__What to do__: Where the word "StorageFactory" occurs in a line of the data, return the whole line.

***

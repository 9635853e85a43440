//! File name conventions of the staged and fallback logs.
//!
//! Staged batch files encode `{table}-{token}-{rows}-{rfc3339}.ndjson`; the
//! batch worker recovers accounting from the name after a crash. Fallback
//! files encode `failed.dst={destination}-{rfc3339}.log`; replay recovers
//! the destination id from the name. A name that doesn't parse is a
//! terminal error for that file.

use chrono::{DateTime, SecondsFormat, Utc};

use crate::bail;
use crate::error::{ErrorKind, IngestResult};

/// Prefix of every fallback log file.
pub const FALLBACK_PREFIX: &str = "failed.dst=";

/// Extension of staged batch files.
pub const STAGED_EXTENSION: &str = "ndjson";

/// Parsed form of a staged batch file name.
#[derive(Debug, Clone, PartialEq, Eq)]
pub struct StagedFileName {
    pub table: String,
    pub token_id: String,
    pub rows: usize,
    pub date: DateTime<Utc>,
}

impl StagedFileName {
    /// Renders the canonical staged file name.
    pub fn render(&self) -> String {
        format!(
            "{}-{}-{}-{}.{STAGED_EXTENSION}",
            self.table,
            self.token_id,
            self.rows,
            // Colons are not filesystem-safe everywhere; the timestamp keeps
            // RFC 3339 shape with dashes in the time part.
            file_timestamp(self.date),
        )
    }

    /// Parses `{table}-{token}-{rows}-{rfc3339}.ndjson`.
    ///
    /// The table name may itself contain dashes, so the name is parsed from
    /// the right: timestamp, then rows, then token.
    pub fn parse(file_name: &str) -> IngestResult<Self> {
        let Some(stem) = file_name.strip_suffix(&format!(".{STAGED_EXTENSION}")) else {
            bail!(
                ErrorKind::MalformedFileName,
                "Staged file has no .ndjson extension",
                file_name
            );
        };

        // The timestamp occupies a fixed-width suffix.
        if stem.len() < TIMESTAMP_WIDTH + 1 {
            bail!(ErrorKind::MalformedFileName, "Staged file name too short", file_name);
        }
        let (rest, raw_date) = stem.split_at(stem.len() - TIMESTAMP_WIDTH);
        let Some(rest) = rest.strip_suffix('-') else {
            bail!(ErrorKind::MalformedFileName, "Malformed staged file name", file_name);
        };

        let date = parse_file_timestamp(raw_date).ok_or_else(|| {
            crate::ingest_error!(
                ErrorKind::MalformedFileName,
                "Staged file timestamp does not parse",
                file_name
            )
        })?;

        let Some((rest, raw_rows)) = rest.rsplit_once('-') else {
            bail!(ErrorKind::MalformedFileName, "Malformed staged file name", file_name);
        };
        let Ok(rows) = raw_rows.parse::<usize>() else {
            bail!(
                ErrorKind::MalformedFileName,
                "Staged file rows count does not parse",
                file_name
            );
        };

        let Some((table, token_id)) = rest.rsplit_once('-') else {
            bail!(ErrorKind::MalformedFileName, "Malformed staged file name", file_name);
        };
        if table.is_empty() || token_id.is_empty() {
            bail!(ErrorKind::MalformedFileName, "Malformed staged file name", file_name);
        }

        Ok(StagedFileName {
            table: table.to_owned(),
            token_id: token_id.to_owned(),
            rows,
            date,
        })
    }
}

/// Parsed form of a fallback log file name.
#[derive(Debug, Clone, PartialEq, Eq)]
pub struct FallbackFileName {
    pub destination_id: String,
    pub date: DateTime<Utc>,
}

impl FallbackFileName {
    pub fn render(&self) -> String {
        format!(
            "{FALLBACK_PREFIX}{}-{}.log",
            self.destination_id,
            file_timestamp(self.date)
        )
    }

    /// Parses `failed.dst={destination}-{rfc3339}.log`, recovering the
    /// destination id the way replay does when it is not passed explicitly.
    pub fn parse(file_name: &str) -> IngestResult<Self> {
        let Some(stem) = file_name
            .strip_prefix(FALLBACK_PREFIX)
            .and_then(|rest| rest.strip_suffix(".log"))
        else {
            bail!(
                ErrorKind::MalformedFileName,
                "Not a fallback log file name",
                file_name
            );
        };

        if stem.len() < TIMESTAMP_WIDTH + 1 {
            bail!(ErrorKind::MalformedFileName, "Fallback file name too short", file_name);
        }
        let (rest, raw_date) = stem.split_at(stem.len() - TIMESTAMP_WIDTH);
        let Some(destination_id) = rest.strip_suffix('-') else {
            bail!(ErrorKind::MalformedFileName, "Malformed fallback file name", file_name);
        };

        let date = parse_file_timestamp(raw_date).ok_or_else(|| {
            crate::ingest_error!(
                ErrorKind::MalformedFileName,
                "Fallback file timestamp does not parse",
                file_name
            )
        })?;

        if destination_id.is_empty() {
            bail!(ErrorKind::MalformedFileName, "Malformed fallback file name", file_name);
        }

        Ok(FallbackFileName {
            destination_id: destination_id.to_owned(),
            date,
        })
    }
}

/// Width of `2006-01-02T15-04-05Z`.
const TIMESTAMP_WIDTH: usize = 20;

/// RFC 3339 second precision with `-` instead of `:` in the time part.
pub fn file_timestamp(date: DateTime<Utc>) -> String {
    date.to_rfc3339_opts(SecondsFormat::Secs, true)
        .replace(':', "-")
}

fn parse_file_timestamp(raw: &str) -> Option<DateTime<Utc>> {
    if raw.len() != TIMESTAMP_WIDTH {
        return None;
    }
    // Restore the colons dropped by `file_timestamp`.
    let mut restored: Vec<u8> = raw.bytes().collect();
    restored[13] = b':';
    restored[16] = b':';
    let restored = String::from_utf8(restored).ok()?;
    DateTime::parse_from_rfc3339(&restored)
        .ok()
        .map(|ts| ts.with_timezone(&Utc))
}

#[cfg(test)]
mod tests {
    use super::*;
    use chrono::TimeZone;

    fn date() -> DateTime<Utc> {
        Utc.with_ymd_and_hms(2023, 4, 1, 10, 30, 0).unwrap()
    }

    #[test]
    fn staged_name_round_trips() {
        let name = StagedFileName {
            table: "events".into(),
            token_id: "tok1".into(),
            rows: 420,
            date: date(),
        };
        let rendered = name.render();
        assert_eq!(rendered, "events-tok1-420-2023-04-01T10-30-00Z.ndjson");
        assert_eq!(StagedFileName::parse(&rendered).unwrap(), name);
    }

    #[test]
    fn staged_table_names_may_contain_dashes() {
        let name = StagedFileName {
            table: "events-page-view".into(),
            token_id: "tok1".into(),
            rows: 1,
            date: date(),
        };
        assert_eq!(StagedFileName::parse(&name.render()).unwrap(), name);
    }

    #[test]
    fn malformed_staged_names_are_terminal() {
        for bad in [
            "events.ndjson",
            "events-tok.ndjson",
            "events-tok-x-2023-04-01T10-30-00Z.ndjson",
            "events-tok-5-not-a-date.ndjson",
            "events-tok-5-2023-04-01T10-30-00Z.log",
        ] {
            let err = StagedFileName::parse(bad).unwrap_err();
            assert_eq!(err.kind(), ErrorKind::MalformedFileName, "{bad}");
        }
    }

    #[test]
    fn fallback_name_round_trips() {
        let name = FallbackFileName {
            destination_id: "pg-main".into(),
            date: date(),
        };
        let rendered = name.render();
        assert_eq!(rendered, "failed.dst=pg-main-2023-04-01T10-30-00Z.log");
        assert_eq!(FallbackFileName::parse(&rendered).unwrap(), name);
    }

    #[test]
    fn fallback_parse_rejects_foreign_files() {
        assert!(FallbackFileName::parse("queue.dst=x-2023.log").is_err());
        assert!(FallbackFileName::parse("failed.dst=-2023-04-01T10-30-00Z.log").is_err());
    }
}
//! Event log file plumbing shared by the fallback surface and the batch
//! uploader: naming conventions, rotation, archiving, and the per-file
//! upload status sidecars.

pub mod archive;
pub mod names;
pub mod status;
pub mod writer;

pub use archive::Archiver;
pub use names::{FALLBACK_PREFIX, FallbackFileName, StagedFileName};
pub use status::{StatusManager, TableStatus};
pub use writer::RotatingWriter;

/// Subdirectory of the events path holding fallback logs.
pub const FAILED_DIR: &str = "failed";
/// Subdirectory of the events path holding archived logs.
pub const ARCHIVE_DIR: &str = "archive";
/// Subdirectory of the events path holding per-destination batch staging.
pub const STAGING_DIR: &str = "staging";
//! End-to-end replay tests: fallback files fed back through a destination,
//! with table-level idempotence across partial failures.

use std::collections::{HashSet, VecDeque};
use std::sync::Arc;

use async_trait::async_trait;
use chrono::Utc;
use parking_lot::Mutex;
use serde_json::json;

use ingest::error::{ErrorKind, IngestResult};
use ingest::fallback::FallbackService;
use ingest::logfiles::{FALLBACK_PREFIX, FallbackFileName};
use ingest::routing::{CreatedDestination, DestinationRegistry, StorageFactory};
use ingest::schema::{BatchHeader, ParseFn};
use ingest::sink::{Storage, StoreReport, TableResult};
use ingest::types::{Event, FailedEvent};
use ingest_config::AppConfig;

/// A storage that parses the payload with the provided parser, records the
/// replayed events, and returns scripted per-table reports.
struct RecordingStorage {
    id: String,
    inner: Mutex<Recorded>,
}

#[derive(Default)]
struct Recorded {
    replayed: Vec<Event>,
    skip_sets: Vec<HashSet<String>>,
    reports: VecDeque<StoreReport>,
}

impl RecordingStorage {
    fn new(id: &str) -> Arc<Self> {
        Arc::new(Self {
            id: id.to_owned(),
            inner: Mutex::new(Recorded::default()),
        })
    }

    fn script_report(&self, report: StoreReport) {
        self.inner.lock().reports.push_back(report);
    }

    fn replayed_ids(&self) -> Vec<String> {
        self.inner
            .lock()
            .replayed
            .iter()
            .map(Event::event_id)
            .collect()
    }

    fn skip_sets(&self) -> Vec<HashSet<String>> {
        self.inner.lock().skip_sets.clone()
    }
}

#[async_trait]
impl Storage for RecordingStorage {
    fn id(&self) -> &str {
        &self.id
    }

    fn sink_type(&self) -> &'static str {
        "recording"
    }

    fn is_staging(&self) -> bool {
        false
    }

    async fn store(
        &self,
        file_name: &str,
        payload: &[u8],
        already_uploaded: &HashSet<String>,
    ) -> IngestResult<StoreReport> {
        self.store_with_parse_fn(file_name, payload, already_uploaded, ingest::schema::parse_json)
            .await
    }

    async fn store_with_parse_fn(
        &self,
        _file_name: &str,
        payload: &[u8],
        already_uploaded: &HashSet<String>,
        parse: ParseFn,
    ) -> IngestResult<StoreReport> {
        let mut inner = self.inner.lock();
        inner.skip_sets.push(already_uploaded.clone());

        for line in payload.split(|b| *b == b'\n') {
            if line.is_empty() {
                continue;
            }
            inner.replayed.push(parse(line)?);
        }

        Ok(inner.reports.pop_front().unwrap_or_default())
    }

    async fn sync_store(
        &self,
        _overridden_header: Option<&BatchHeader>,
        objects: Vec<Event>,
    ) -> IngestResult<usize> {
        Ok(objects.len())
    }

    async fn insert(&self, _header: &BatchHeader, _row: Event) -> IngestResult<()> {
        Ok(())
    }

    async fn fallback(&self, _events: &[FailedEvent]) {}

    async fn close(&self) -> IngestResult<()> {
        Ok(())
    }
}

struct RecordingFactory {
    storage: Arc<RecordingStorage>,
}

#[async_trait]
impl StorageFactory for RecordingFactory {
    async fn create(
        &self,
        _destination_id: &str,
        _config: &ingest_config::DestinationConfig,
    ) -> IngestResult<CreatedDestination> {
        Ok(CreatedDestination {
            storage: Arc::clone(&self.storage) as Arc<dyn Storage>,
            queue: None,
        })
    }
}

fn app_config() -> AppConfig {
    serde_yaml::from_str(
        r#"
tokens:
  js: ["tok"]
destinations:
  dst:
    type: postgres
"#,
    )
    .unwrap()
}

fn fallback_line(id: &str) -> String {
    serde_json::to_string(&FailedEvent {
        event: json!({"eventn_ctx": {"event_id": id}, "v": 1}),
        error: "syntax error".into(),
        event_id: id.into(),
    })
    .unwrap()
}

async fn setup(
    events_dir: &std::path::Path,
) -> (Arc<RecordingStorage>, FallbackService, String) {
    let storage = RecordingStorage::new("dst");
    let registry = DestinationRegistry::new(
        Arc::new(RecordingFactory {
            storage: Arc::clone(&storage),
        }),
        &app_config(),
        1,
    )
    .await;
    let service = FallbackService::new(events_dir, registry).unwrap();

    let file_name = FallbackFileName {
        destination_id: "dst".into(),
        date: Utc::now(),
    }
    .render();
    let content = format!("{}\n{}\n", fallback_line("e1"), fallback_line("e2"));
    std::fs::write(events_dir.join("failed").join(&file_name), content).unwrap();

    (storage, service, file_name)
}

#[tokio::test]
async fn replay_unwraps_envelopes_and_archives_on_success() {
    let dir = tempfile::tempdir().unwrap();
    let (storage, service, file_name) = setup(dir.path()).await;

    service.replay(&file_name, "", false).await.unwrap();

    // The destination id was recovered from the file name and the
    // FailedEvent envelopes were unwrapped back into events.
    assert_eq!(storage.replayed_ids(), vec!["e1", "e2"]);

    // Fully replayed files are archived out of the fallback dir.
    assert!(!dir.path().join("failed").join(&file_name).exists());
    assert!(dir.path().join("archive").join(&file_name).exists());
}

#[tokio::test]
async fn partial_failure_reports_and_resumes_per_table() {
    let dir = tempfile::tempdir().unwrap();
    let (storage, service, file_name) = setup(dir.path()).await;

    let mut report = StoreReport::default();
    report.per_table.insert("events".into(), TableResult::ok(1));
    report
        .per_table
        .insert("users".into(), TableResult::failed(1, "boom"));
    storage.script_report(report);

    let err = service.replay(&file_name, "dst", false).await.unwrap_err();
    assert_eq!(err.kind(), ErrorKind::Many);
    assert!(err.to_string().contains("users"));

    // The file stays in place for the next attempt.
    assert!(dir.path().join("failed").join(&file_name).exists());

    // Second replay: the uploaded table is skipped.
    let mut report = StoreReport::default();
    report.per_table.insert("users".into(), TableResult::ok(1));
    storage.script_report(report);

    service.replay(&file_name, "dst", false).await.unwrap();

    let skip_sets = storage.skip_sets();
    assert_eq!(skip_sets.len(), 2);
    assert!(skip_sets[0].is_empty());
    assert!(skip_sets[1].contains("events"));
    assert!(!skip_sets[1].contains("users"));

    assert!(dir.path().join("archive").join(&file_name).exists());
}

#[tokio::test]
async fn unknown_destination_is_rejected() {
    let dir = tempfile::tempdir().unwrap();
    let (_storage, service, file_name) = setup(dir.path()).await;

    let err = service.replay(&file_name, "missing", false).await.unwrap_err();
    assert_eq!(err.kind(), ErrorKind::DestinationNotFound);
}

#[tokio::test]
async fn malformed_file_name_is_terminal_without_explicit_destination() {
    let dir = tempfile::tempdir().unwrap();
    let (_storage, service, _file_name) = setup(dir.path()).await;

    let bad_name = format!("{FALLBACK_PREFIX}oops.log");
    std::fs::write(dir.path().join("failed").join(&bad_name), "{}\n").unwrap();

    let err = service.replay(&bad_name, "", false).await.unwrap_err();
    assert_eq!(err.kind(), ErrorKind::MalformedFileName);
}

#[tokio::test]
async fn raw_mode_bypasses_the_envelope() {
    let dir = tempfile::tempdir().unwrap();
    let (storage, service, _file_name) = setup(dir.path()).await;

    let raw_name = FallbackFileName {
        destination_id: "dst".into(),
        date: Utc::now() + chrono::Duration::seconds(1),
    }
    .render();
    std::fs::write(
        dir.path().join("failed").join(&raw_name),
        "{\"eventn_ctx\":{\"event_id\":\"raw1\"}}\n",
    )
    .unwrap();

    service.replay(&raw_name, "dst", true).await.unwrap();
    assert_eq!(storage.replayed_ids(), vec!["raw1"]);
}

***

__Exercise response__:
use ingest::routing::{CreatedDestination, DestinationRegistry, StorageFactory};
impl StorageFactory for RecordingFactory {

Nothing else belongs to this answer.